## Data supplied
----------------

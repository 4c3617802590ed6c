//! Job definition: a named task bound to a trigger.

use std::sync::Arc;
use std::time::Duration;

use super::task::{Task, TaskArgs};
use super::trigger::Trigger;
use super::types::JobId;

/// Default per-run timeout for scheduled jobs.
pub const DEFAULT_JOB_TIMEOUT: Duration = Duration::from_secs(300);

/// A recurring job registered with the scheduler.
#[derive(Clone)]
pub struct Job {
    id: JobId,
    trigger: Trigger,
    task: Arc<dyn Task>,
    args: TaskArgs,
    timeout: Duration,
    enabled: bool,
    description: Option<String>,
}

impl std::fmt::Debug for Job {
    fn fmt(&self, f: &mut std::fmt::Formatter<'_>) -> std::fmt::Result {
        f.debug_struct("Job")
            .field("id", &self.id)
            .field("trigger", &self.trigger)
            .field("timeout", &self.timeout)
            .field("enabled", &self.enabled)
            .field("description", &self.description())
            .finish()
    }
}

impl Job {
    /// Create an enabled job with the default timeout and no arguments.
    pub fn new(id: impl Into<JobId>, trigger: Trigger, task: Arc<dyn Task>) -> Self {
        Self {
            id: id.into(),
            trigger,
            task,
            args: TaskArgs::default(),
            timeout: DEFAULT_JOB_TIMEOUT,
            enabled: true,
            description: None,
        }
    }

    /// Set the fixed arguments passed on every run.
    pub fn with_args(mut self, args: TaskArgs) -> Self {
        self.args = args;
        self
    }

    /// Set the per-run timeout.
    pub fn with_timeout(mut self, timeout: Duration) -> Self {
        self.timeout = timeout;
        self
    }

    /// Enable or disable scheduled firing.
    pub fn with_enabled(mut self, enabled: bool) -> Self {
        self.enabled = enabled;
        self
    }

    pub fn with_description(mut self, description: impl Into<String>) -> Self {
        self.description = Some(description.into());
        self
    }

    pub fn id(&self) -> &JobId {
        &self.id
    }

    pub fn trigger(&self) -> &Trigger {
        &self.trigger
    }

    pub fn task(&self) -> &Arc<dyn Task> {
        &self.task
    }

    pub fn args(&self) -> &TaskArgs {
        &self.args
    }

    pub fn timeout(&self) -> Duration {
        self.timeout
    }

    pub fn is_enabled(&self) -> bool {
        self.enabled
    }

    /// Explicit description, falling back to the task's own.
    pub fn description(&self) -> Option<&str> {
        self.description
            .as_deref()
            .or_else(|| self.task.description())
    }
}
//! Configuration loading and parsing.
//!
//! This module provides YAML-based configuration for scheduler settings and
//! the command jobs registered at startup.

mod builder;
mod error;
mod yaml;

pub use builder::{JobConfigBuilder, build_scheduler};
pub use error::ConfigError;
pub use yaml::{
    ApiSettings, CommandConfig, JobConfig, NotificationsConfig, ScheduleConfig, Settings,
    YamlLoader,
};
//! Scheduler engine for job execution.
//!
//! This module provides the trigger loop that fires registered jobs on the
//! bounded worker pool, the handle that controls it, and status aggregation.

mod engine;
mod handle;
pub mod status;
mod types;

pub use engine::{DEFAULT_SHUTDOWN_TIMEOUT, DEFAULT_TICK_INTERVAL, Scheduler};
pub use handle::SchedulerHandle;
pub use status::{StatusView, spawn_monitor};
pub use types::{JobSummary, SchedulerError, SchedulerState, ShutdownReport};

----------------

## Problem to work on
Repeat what the records above say. Use their exact words.

## Task response
repository 4c3617802590ed6c
//! Job definition: a named task bound to a trigger.

use std::sync::Arc;
use std::time::Duration;

use super::task::{Task, TaskArgs};
use super::trigger::Trigger;
use super::types::JobId;

/// Default per-run timeout for scheduled jobs.
pub const DEFAULT_JOB_TIMEOUT: Duration = Duration::from_secs(300);

/// A recurring job registered with the scheduler.
#[derive(Clone)]
pub struct Job {
    id: JobId,
    trigger: Trigger,
    task: Arc<dyn Task>,
    args: TaskArgs,
    timeout: Duration,
    enabled: bool,
    description: Option<String>,
}

impl std::fmt::Debug for Job {
    fn fmt(&self, f: &mut std::fmt::Formatter<'_>) -> std::fmt::Result {
        f.debug_struct("Job")
            .field("id", &self.id)
            .field("trigger", &self.trigger)
            .field("timeout", &self.timeout)
            .field("enabled", &self.enabled)
            .field("description", &self.description())
            .finish()
    }
}

impl Job {
    /// Create an enabled job with the default timeout and no arguments.
    pub fn new(id: impl Into<JobId>, trigger: Trigger, task: Arc<dyn Task>) -> Self {
        Self {
            id: id.into(),
            trigger,
            task,
            args: TaskArgs::default(),
            timeout: DEFAULT_JOB_TIMEOUT,
            enabled: true,
            description: None,
        }
    }

    /// Set the fixed arguments passed on every run.
    pub fn with_args(mut self, args: TaskArgs) -> Self {
        self.args = args;
        self
    }

    /// Set the per-run timeout.
    pub fn with_timeout(mut self, timeout: Duration) -> Self {
        self.timeout = timeout;
        self
    }

    /// Enable or disable scheduled firing.
    pub fn with_enabled(mut self, enabled: bool) -> Self {
        self.enabled = enabled;
        self
    }

    pub fn with_description(mut self, description: impl Into<String>) -> Self {
        self.description = Some(description.into());
        self
    }

    pub fn id(&self) -> &JobId {
        &self.id
    }

    pub fn trigger(&self) -> &Trigger {
        &self.trigger
    }

    pub fn task(&self) -> &Arc<dyn Task> {
        &self.task
    }

    pub fn args(&self) -> &TaskArgs {
        &self.args
    }

    pub fn timeout(&self) -> Duration {
        self.timeout
    }

    pub fn is_enabled(&self) -> bool {
        self.enabled
    }

    /// Explicit description, falling back to the task's own.
    pub fn description(&self) -> Option<&str> {
        self.description
            .as_deref()
            .or_else(|| self.task.description())
    }
}
//! Configuration loading and parsing.
//!
//! This module provides YAML-based configuration for scheduler settings and
//! the command jobs registered at startup.

mod builder;
mod error;
mod yaml;

pub use builder::{JobConfigBuilder, build_scheduler};
pub use error::ConfigError;
pub use yaml::{
    ApiSettings, CommandConfig, JobConfig, NotificationsConfig, ScheduleConfig, Settings,
    YamlLoader,
};
//! Scheduler engine for job execution.
//!
//! This module provides the trigger loop that fires registered jobs on the
//! bounded worker pool, the handle that controls it, and status aggregation.

mod engine;
mod handle;
pub mod status;
mod types;

pub use engine::{DEFAULT_SHUTDOWN_TIMEOUT, DEFAULT_TICK_INTERVAL, Scheduler};
pub use handle::SchedulerHandle;
pub use status::{StatusView, spawn_monitor};
pub use types::{JobSummary, SchedulerError, SchedulerState, ShutdownReport};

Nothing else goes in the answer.